Confronté à une révolte née de l’accumulation des inégalités et des
discriminations dans les banlieues et les quartiers pauvres, le gouvernement
vient de franchir une nouvelle étape, d’une extrême gravité, dans l’escalade
sécuritaire. Même en mai 1968, alors que la situation était bien plus
dramatique, aucune loi d’exception n’avait été utilisée par les pouvoirs
publics. La proclamation de l’état d’urgence répond à une révolte dont les
causes sont profondes et bien connues sur le seul terrain de la répression.

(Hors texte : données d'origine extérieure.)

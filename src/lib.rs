//! Pull-up Tracker
//!
//! A personal pull-up log with daily and weekly totals, personal records,
//! streaks, and an AI coaching export, served over a small HTTP API.
//!
//! # Features
//!
//! - **Append-only log**: Thread-safe in-memory store with monotonic ids
//! - **Calendar-aware stats**: Today, this week, best day, streaks, goal progress
//! - **Injectable time**: Clock and UTC offset are configuration, never ambient
//! - **Coaching export**: Plain-text report for an OpenAI-compatible coach
//! - **Live updates**: WebSocket push of every logged set
//!
//! # Modules
//!
//! - `types`: Core data structures (LogEntry, Reps, Streaks, GoalProgress)
//! - `log_store`: Append-only log of sets
//! - `stats`: Aggregations over a log snapshot
//! - `export`: Plain-text coaching report
//! - `coach`: Coaching collaborator and prompts
//! - `validation`: Reps validation for incoming requests
//! - `api`: REST routes and WebSocket updates
//! - `config`: Environment-driven settings
//! - `utils`: Clock and calendar arithmetic
//!
//! # Example
//!
//! ```no_run
//! use std::sync::Arc;
//! use pullup_tracker::{LogStore, Reps, StatsEngine};
//! use pullup_tracker::utils::Calendar;
//!
//! let store = Arc::new(LogStore::new());
//! store.append(Reps::new(8).unwrap());
//!
//! let stats = StatsEngine::new(store, Calendar::utc());
//! println!("today: {} reps", stats.total_today());
//! ```

pub mod api;
pub mod coach;
pub mod config;
pub mod error;
pub mod export;
pub mod log_store;
pub mod logging;
pub mod stats;
pub mod types;
pub mod utils;
pub mod validation;

// Re-export commonly used items at crate root
pub use coach::{AthleteStats, CoachProvider, OpenAiCoach, WorkoutSnapshot};
pub use config::TrackerConfig;
pub use error::{TrackerError, TrackerResult};
pub use export::{ClockStyle, ExportFormatter};
pub use log_store::LogStore;
pub use stats::{StatsEngine, StatsSnapshot};
pub use types::{GoalProgress, LogEntry, ProgressPoint, ProgressView, Reps, Streaks};

/// Library version
pub const VERSION: &str = env!("CARGO_PKG_VERSION");

/// Library name
pub const NAME: &str = env!("CARGO_PKG_NAME");
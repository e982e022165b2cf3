//! `/ws` connection handling
//!
//! Each client gets a welcome frame carrying the current sequence id, then
//! every `entry_logged` event as it is broadcast. A JSON `{"type":"ping"}`
//! is answered with `{"type":"pong"}`.

use std::sync::Arc;

use axum::{
    extract::{
        ws::{Message, WebSocket, WebSocketUpgrade},
        State,
    },
    response::Response,
};
use serde::Serialize;
use tokio::sync::broadcast::error::RecvError;
use tracing::{debug, warn};

use super::events::{ClientMessage, LaggedNotice, PongMessage, WelcomeMessage, WsMessage};
use super::state::AppState;

/// Whether the connection loop keeps going
#[derive(Debug, PartialEq, Eq)]
enum Flow {
    Continue,
    Close,
}

/// What to do with one inbound frame
#[derive(Debug, PartialEq)]
enum Reply {
    Nothing,
    Pong,
    Frame(Message),
    Close,
}

/// GET /ws - Upgrade to a live update stream
pub async fn ws_handler(ws: WebSocketUpgrade, State(state): State<Arc<AppState>>) -> Response {
    ws.on_upgrade(move |socket| serve_client(socket, state))
}

async fn serve_client(mut socket: WebSocket, state: Arc<AppState>) {
    // Subscribe before reading the sequence id so the welcome never skips an event
    let mut events = state.subscribe();
    let welcome = WelcomeMessage::new(state.current_sequence_id());
    if send_json(&mut socket, &welcome).await == Flow::Close {
        return;
    }
    debug!(sequence_id = welcome.current_sequence_id, "websocket client connected");

    loop {
        let flow = tokio::select! {
            event = events.recv() => forward_event(&mut socket, event).await,
            frame = socket.recv() => match frame {
                Some(Ok(frame)) => answer(&mut socket, reply_for(frame)).await,
                Some(Err(e)) => {
                    debug!(error = %e, "websocket receive failed");
                    Flow::Close
                }
                None => Flow::Close,
            },
        };
        if flow == Flow::Close {
            break;
        }
    }
    debug!("websocket client disconnected");
}

async fn forward_event(socket: &mut WebSocket, event: Result<WsMessage, RecvError>) -> Flow {
    match event {
        Ok(msg) => send_json(socket, &msg).await,
        Err(RecvError::Lagged(missed)) => {
            warn!(missed, "websocket client lagged behind");
            send_json(socket, &LaggedNotice::new(missed)).await
        }
        Err(RecvError::Closed) => Flow::Close,
    }
}

async fn answer(socket: &mut WebSocket, reply: Reply) -> Flow {
    match reply {
        Reply::Nothing => Flow::Continue,
        Reply::Pong => send_json(socket, &PongMessage::default()).await,
        Reply::Frame(frame) => send(socket, frame).await,
        Reply::Close => Flow::Close,
    }
}

fn reply_for(frame: Message) -> Reply {
    match frame {
        Message::Text(text) => match serde_json::from_str::<ClientMessage>(&text) {
            Ok(ClientMessage::Ping) => Reply::Pong,
            Err(_) => Reply::Nothing,
        },
        Message::Ping(data) => Reply::Frame(Message::Pong(data)),
        Message::Binary(_) | Message::Pong(_) => Reply::Nothing,
        Message::Close(_) => Reply::Close,
    }
}

async fn send_json<T: Serialize>(socket: &mut WebSocket, value: &T) -> Flow {
    match serde_json::to_string(value) {
        Ok(json) => send(socket, Message::Text(json)).await,
        Err(e) => {
            warn!(error = %e, "failed to encode websocket frame");
            Flow::Continue
        }
    }
}

async fn send(socket: &mut WebSocket, frame: Message) -> Flow {
    match socket.send(frame).await {
        Ok(()) => Flow::Continue,
        Err(_) => Flow::Close,
    }
}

Au-delà du message symbolique désastreux que nourrira la référence à la
guerre d’Algérie, il ne s’agit pas seulement de « couvre-feu », ce qui est
déjà de l’ordre d’une logique de guerre. En fait le gouvernement a sciemment
menti. La loi du 3 avril 1955 autorise des interdictions de séjour pour
« toute personne cherchant à entraver, de quelque manière que ce soit,
l’action des pouvoirs publics », des assignations à résidence pour « toute
personne [...] dont l’activité s’avère dangereuse pour la sécurité et l’ordre
publics », la fermeture des « lieux de réunion de toute nature » et
l’interdiction des « réunions de nature à provoquer ou à entretenir le
désordre ». Le gouvernement a même prévu des perquisitions de nuit. Il peut,
en outre, faire « prendre toutes mesures pour assurer le contrôle de la
presse et des publications de toute nature », et donner compétence aux
juridictions militaires en concurrence avec les juges ordinaires.
Stopper les violences et rétablir les solidarités dans les banlieues est une
nécessité. Cela implique-t-il de les soumettre à une législation d’exception
héritée de la période coloniale ? On sait où mène le cycle bien connu qui
enchaîne provocations et répression, et quels résultats il permet d’obtenir.
Les banlieues n’ont pas besoin d’état d’exception : elles ont besoin,
désespérément, de justice, de respect et d’égalité.
Signataires :
Alternative Citoyenne, ATMF, CEDETIM, Comité des sans-logis, CRLDHT,
Fédération syndicale unitaire, Ligue communiste révolutionnaire, Ligue des
droits de l’Homme, MRAP, Parti communiste français, Syndicat des avocats de
France, Syndicat de la magistrature, Union syndicale Solidaires, Les Verts.